RA merupakan penyakit autoimun kronis yang menyebabkan peradangan pada sendi. Gejalanya dapat berkembang perlahan sehingga kerap dianggap sebagai keluhan ringan. Pola nyeri dan kaku pada jari serta pergelangan tangan, terutama bila terjadi pada kedua sisi tubuh, menjadi salah satu tanda yang perlu diperhatikan.
Dokter Spesialis Penyakit Dalam Konsultan Reumatologi Siloam Hospitals Lippo Village, dr. Sandra Sinthya Langow, SpPD-KR, FACR, mengatakan nyeri sendi berkepanjangan sebaiknya tidak dibiarkan tanpa mengetahui penyebabnya.
“Nyeri sendi yang berkepanjangan sebaiknya tidak langsung dianggap sebagai keluhan biasa. Kita perlu mengetahui penyebabnya karena setiap penyakit memiliki penanganan yang berbeda,” ujar dr. Sandra, Sabtu (15/8/2026).
Menurutnya, RA yang tidak ditangani dapat menyebabkan peradangan terus-menerus hingga merusak sendi, mengganggu aktivitas, dan menurunkan kualitas hidup. Keluhan awal dapat berupa jari terasa kaku atau bengkak saat bangun tidur hingga cincin terasa lebih sempit dari biasanya.
Ia mengingatkan masyarakat agar tidak hanya mengandalkan obat penghilang nyeri ketika keluhan terus berulang. Obat tersebut dapat meredakan gejala sementara, tetapi tidak mengatasi penyebab penyakit.
Diagnosis RA juga tidak dapat ditentukan hanya melalui satu pemeriksaan. Dokter akan mempertimbangkan gejala, pemeriksaan fisik, tes darah seperti Rheumatoid Factor (RF) dan anti-CCP, serta pencitraan bila diperlukan.

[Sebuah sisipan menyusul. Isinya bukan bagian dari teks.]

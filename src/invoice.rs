//! Invoice identifiers, URLs and the paired request record.
//!
//! The report yields identifiers and URLs as two separate sequences that only
//! line up by row position. [`pair_requests`] joins them once, up front, into
//! [`InvoiceRequest`] records so nothing downstream can misalign them.

use crate::error::InvoiceMergeError;
use serde::{Deserialize, Serialize};
use std::fmt;

/// Sanitised invoice identifier, used as the downloaded file's base name.
#[derive(Debug, Clone, PartialEq, Eq, Hash, Serialize, Deserialize)]
#[serde(transparent)]
pub struct InvoiceId(String);

impl InvoiceId {
    /// Build an identifier from a raw cell value, replacing every `/` with `-`.
    pub fn new(raw: &str) -> Self {
        Self(sanitize(raw))
    }

    pub fn as_str(&self) -> &str {
        &self.0
    }

    /// File name for this invoice with the given extension.
    pub fn file_name(&self, extension: &str) -> String {
        format!("{}.{}", self.0, extension)
    }
}

impl fmt::Display for InvoiceId {
    fn fmt(&self, f: &mut fmt::Formatter<'_>) -> fmt::Result {
        f.write_str(&self.0)
    }
}

/// Replace path separators that cannot appear in a file name.
pub fn sanitize(raw: &str) -> String {
    raw.replace('/', "-")
}

/// Absolute URL of a single invoice document.
#[derive(Debug, Clone, PartialEq, Eq, Serialize, Deserialize)]
#[serde(transparent)]
pub struct InvoiceUrl(String);

impl InvoiceUrl {
    /// Decode entity-escaped ampersands and check the URL is absolute http(s).
    ///
    /// Returns `None` when the decoded text is not a valid http/https URL.
    pub fn parse(raw: &str) -> Option<Self> {
        let decoded = decode_ampersands(raw);
        let parsed = reqwest::Url::parse(&decoded).ok()?;
        match parsed.scheme() {
            "http" | "https" if parsed.host_str().is_some() => Some(Self(decoded)),
            _ => None,
        }
    }

    pub fn as_str(&self) -> &str {
        &self.0
    }
}

impl fmt::Display for InvoiceUrl {
    fn fmt(&self, f: &mut fmt::Formatter<'_>) -> fmt::Result {
        f.write_str(&self.0)
    }
}

/// `&amp;` → `&`.
pub fn decode_ampersands(raw: &str) -> String {
    raw.replace("&amp;", "&")
}

/// One invoice to retrieve: its report row position, name and source.
#[derive(Debug, Clone, PartialEq, Eq, Serialize, Deserialize)]
pub struct InvoiceRequest {
    /// Zero-based position among the report's data rows.
    pub index: usize,
    pub id: InvoiceId,
    pub url: InvoiceUrl,
}

/// Join identifiers and URLs by position.
///
/// # Errors
/// [`InvoiceMergeError::CountMismatch`] when the sequences differ in length;
/// no partial pairing is ever returned.
pub fn pair_requests(
    ids: Vec<InvoiceId>,
    urls: Vec<InvoiceUrl>,
) -> Result<Vec<InvoiceRequest>, InvoiceMergeError> {
    if ids.len() != urls.len() {
        return Err(InvoiceMergeError::CountMismatch {
            ids: ids.len(),
            urls: urls.len(),
        });
    }

    Ok(ids
        .into_iter()
        .zip(urls)
        .enumerate()
        .map(|(index, (id, url))| InvoiceRequest { index, id, url })
        .collect())
}

#[cfg(test)]
mod tests {
    use super::*;

    #[test]
    fn sanitize_replaces_slashes() {
        assert_eq!(InvoiceId::new("CCSR/2024/0012").as_str(), "CCSR-2024-0012");
    }

    #[test]
    fn sanitize_is_idempotent() {
        for raw in ["A/B/C", "plain", "//", " x/y ", "a-b/c-d"] {
            let once = sanitize(raw);
            assert_eq!(sanitize(&once), once, "input {raw:?}");
        }
    }

    #[test]
    fn file_name_appends_extension() {
        assert_eq!(InvoiceId::new("ID/A").file_name("pdf"), "ID-A.pdf");
    }

    #[test]
    fn url_decodes_entity_ampersand() {
        let url = InvoiceUrl::parse("http://host/files/get?type=invoice&amp;id=123").unwrap();
        assert_eq!(url.as_str(), "http://host/files/get?type=invoice&id=123");
        assert!(url.as_str().contains("&id=123"));
    }

    #[test]
    fn url_rejects_relative_and_non_http() {
        assert!(InvoiceUrl::parse("/files/get?id=1").is_none());
        assert!(InvoiceUrl::parse("ftp://host/file").is_none());
        assert!(InvoiceUrl::parse("mailto:a@b.c").is_none());
    }

    #[test]
    fn pairing_keeps_positions() {
        let ids = vec![InvoiceId::new("A"), InvoiceId::new("B")];
        let urls = vec![
            InvoiceUrl::parse("http://h/x?id=1").unwrap(),
            InvoiceUrl::parse("http://h/x?id=2").unwrap(),
        ];
        let reqs = pair_requests(ids, urls).unwrap();
        assert_eq!(reqs.len(), 2);
        assert_eq!(reqs[1].index, 1);
        assert_eq!(reqs[1].id.as_str(), "B");
        assert!(reqs[1].url.as_str().ends_with("id=2"));
    }

    #[test]
    fn pairing_rejects_count_mismatch() {
        let ids = vec![InvoiceId::new("A"), InvoiceId::new("B")];
        let urls = vec![InvoiceUrl::parse("http://h/x?id=1").unwrap()];
        let err = pair_requests(ids, urls).unwrap_err();
        assert!(matches!(
            err,
            InvoiceMergeError::CountMismatch { ids: 2, urls: 1 }
        ));
    }
}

“Rheumatoid Factor yang negatif tidak otomatis berarti seseorang tidak mengalami Rheumatoid Arthritis. Ada kondisi Rheumatoid Arthritis seronegative,” jelasnya.
Deteksi dan penanganan sejak dini menjadi kunci untuk mengendalikan peradangan serta mencegah kerusakan sendi permanen. Masyarakat disarankan segera berkonsultasi jika nyeri sendi menetap atau berulang, terutama bila disertai bengkak, kekakuan pagi hari, keterbatasan gerak, atau mengenai beberapa sendi sekaligus.
“Jangan menunggu sampai bentuk sendi berubah atau aktivitas sehari-hari terganggu. Cari tahu penyebab nyeri sendi sejak awal,” kata dr. Sandra.